[Collected data]
*** Block opens ***

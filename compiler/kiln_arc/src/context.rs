//! Per-function analysis context.

use kiln_ir::{ArcFunction, ArcVarId};

use crate::alias::{AliasAnalysis, RcIdentity, TrackedValue};
use crate::region::LoopRegionFunctionInfo;

/// Read-only inputs of one function's sequence dataflow.
///
/// Everything here outlives the dataflow that borrows it and is never
/// mutated while the analysis runs. A context is built per function and
/// dropped with its results; nothing is cached across functions.
#[derive(Clone, Copy)]
pub struct ArcContext<'a> {
    pub func: &'a ArcFunction,
    pub regions: &'a LoopRegionFunctionInfo,
    pub rc_identity: &'a dyn RcIdentity,
    pub alias: &'a dyn AliasAnalysis,
    /// Honor [`allows_leaks`](crate::region::LoopRegion::allows_leaks) when
    /// merging bottom-up states.
    pub allow_leaks: bool,
}

impl<'a> ArcContext<'a> {
    pub fn new(
        func: &'a ArcFunction,
        regions: &'a LoopRegionFunctionInfo,
        rc_identity: &'a dyn RcIdentity,
        alias: &'a dyn AliasAnalysis,
    ) -> Self {
        Self {
            func,
            regions,
            rc_identity,
            alias,
            allow_leaks: true,
        }
    }

    #[must_use]
    pub fn with_allow_leaks(mut self, allow: bool) -> Self {
        self.allow_leaks = allow;
        self
    }

    #[inline]
    pub fn identity(&self, value: ArcVarId) -> TrackedValue {
        self.rc_identity.rc_identity(value)
    }

    #[inline]
    pub fn needs_rc(&self, value: ArcVarId) -> bool {
        self.func.needs_rc(value)
    }
}
//! Consumed-argument epilogue release matching.
//!
//! A function that takes a parameter `@owned` must release it exactly once
//! on every path out. This module finds those releases: after the
//! bottom-up pass, the epilogue state of each owned argument at the top of
//! the function's entry region is either `Matched(S)`, meaning the releases
//! in `S` are the final disposal of the argument on every path, or
//! anything else, meaning no such set exists.

use kiln_ir::{ArcVarId, InstrId, Ownership};

use crate::config::MatcherMode;
use crate::dataflow::LoopArcSequenceDataflow;
use crate::ref_count_state::{InstSet, RefCountLattice};

/// Outcome for one argument.
#[derive(Clone, Debug, PartialEq, Eq, Hash)]
#[cfg_attr(feature = "cache", derive(serde::Serialize, serde::Deserialize))]
pub enum EpilogueMatch {
    /// These releases dispose of the argument on every exit path.
    Releases(InstSet),
    /// No safe answer. Consumers must not optimize based on this argument.
    NoMatch,
}

/// Epilogue releases of every parameter of one function.
#[derive(Clone, Debug, PartialEq, Eq)]
pub struct ConsumedArgToEpilogueReleaseMatcher {
    mode: MatcherMode,
    /// One entry per parameter, in parameter order.
    matches: Vec<(ArcVarId, EpilogueMatch)>,
}

impl ConsumedArgToEpilogueReleaseMatcher {
    /// Read the results of a completed dataflow run.
    pub fn new(dataflow: &LoopArcSequenceDataflow<'_>, mode: MatcherMode) -> Self {
        Self {
            mode,
            matches: Self::compute(dataflow),
        }
    }

    fn compute(dataflow: &LoopArcSequenceDataflow<'_>) -> Vec<(ArcVarId, EpilogueMatch)> {
        let ctx = dataflow.context();
        ctx.func
            .params
            .iter()
            .map(|param| {
                let outcome = if param.ownership == Ownership::Owned && ctx.needs_rc(param.var) {
                    match dataflow
                        .epilogue_release_state(ctx.identity(param.var))
                        .and_then(|state| state.state().insts())
                    {
                        Some(releases) if !releases.is_empty() => {
                            EpilogueMatch::Releases(releases.clone())
                        }
                        _ => EpilogueMatch::NoMatch,
                    }
                } else {
                    EpilogueMatch::NoMatch
                };
                (param.var, outcome)
            })
            .collect()
    }

    pub fn mode(&self) -> MatcherMode {
        self.mode
    }

    /// The releases that dispose of `arg`, in program order. Empty if there
    /// is no match or `arg` is not a parameter.
    pub fn releases_for_argument(&self, arg: ArcVarId) -> &[InstrId] {
        match self.lookup(arg) {
            Some(EpilogueMatch::Releases(set)) => set.as_slice(),
            Some(EpilogueMatch::NoMatch) | None => &[],
        }
    }

    pub fn has_match(&self, arg: ArcVarId) -> bool {
        matches!(self.lookup(arg), Some(EpilogueMatch::Releases(_)))
    }

    /// The argument `release` is an epilogue release of, if any.
    pub fn argument_for_release(&self, release: InstrId) -> Option<ArcVarId> {
        self.matches.iter().find_map(|(arg, outcome)| match outcome {
            EpilogueMatch::Releases(set) if set.contains(release) => Some(*arg),
            _ => None,
        })
    }

    /// Parameters that have at least one epilogue release, in parameter
    /// order.
    pub fn matched_arguments(&self) -> impl Iterator<Item = (ArcVarId, &[InstrId])> + '_ {
        self.matches.iter().filter_map(|(arg, outcome)| match outcome {
            EpilogueMatch::Releases(set) => Some((*arg, set.as_slice())),
            EpilogueMatch::NoMatch => None,
        })
    }

    /// Recompute from `dataflow` (normally re-run after the function
    /// changed). A frozen matcher ignores the request.
    ///
    /// Returns `true` if any result changed.
    pub fn refresh(&mut self, dataflow: &LoopArcSequenceDataflow<'_>) -> bool {
        match self.mode {
            MatcherMode::Frozen => {
                tracing::debug!("epilogue matcher is frozen; refresh ignored");
                false
            }
            MatcherMode::Live => {
                let fresh = Self::compute(dataflow);
                let changed = fresh != self.matches;
                self.matches = fresh;
                changed
            }
        }
    }

    fn lookup(&self, arg: ArcVarId) -> Option<&EpilogueMatch> {
        self.matches
            .iter()
            .find(|(var, _)| *var == arg)
            .map(|(_, outcome)| outcome)
    }
}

*** Block closes ***

(PROBLEM TO WORK ON): Which lines above contain the word "Ownership"? List them.

(RESPONSE FOR THIS EXERCISE):
use kiln_ir::{ArcVarId, InstrId, Ownership};
                let outcome = if param.ownership == Ownership::Owned && ctx.needs_rc(param.var) {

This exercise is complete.